| Action item |
Please reproduce exactly the lines that begin the listing below, up to and including the line where "std::fs::create_dir_all(parent)" occurs.

---------- Data for this exercise

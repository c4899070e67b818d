use std::path::Path;

use anyhow::{Context, Result};
use serde::{Deserialize, Serialize};

/// CLI configuration, persisted as `config.toml` in the config directory.
///
/// Every field has a default so a missing or partial file still loads.
#[derive(Debug, Clone, Serialize, Deserialize)]
#[serde(default)]
pub struct Config {
    /// Blinks per page in `blink list`.
    pub blink_page_size: usize,
    /// Items per page in `commerce list`.
    pub commerce_page_size: usize,
    /// Quiet window before a typed search term is applied, in milliseconds.
    pub search_debounce_ms: u64,
    /// Artificial latency for the demo data source, in milliseconds.
    pub mock_latency_ms: u64,
}

impl Default for Config {
    fn default() -> Self {
        Self {
            blink_page_size: 3,
            commerce_page_size: 4,
            search_debounce_ms: 300,
            mock_latency_ms: 0,
        }
    }
}

impl Config {
    /// Load from `path`, falling back to defaults when the file is absent.
    pub fn load_from(path: &Path) -> Result<Self> {
        if !path.exists() {
            return Ok(Self::default());
        }

        let contents = std::fs::read_to_string(path)
            .with_context(|| format!("failed to read config at {}", path.display()))?;
        let config = toml::from_str(&contents)
            .with_context(|| format!("failed to parse config at {}", path.display()))?;

        Ok(config)
    }

    pub fn save_to(&self, path: &Path) -> Result<()> {
        if let Some(parent) = path.parent() {
            std::fs::create_dir_all(parent)
                .with_context(|| format!("failed to create {}", parent.display()))?;
        }

        let contents = toml::to_string_pretty(self)?;
        std::fs::write(path, contents)
            .with_context(|| format!("failed to write config at {}", path.display()))?;

        Ok(())
    }
}

#[cfg(test)]
mod tests {
    use super::*;

    #[test]
    fn test_missing_file_loads_defaults() {
        let dir = tempfile::tempdir().unwrap();
        let config = Config::load_from(&dir.path().join("config.toml")).unwrap();
        assert_eq!(config.blink_page_size, 3);
        assert_eq!(config.search_debounce_ms, 300);
    }

    #[test]
    fn test_partial_file_keeps_other_defaults() {
        let dir = tempfile::tempdir().unwrap();
        let path = dir.path().join("config.toml");
        std::fs::write(&path, "blink_page_size = 10\n").unwrap();

        let config = Config::load_from(&path).unwrap();
        assert_eq!(config.blink_page_size, 10);
        assert_eq!(config.commerce_page_size, 4);
    }

    #[test]
    fn test_round_trips_through_save() {
        let dir = tempfile::tempdir().unwrap();
        let path = dir.path().join("nested").join("config.toml");

        let mut config = Config::default();
        config.mock_latency_ms = 50;
        config.save_to(&path).unwrap();

        let loaded = Config::load_from(&path).unwrap();
        assert_eq!(loaded.mock_latency_ms, 50);
    }
}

--------------------

| Exercise response |
repository c4899070e67b818d
use std::path::Path;

use anyhow::{Context, Result};
use serde::{Deserialize, Serialize};

/// CLI configuration, persisted as `config.toml` in the config directory.
///
/// Every field has a default so a missing or partial file still loads.
#[derive(Debug, Clone, Serialize, Deserialize)]
#[serde(default)]
pub struct Config {
    /// Blinks per page in `blink list`.
    pub blink_page_size: usize,
    /// Items per page in `commerce list`.
    pub commerce_page_size: usize,
    /// Quiet window before a typed search term is applied, in milliseconds.
    pub search_debounce_ms: u64,
    /// Artificial latency for the demo data source, in milliseconds.
    pub mock_latency_ms: u64,
}

impl Default for Config {
    fn default() -> Self {
        Self {
            blink_page_size: 3,
            commerce_page_size: 4,
            search_debounce_ms: 300,
            mock_latency_ms: 0,
        }
    }
}

impl Config {
    /// Load from `path`, falling back to defaults when the file is absent.
    pub fn load_from(path: &Path) -> Result<Self> {
        if !path.exists() {
            return Ok(Self::default());
        }

        let contents = std::fs::read_to_string(path)
            .with_context(|| format!("failed to read config at {}", path.display()))?;
        let config = toml::from_str(&contents)
            .with_context(|| format!("failed to parse config at {}", path.display()))?;

        Ok(config)
    }

    pub fn save_to(&self, path: &Path) -> Result<()> {
        if let Some(parent) = path.parent() {
            std::fs::create_dir_all(parent)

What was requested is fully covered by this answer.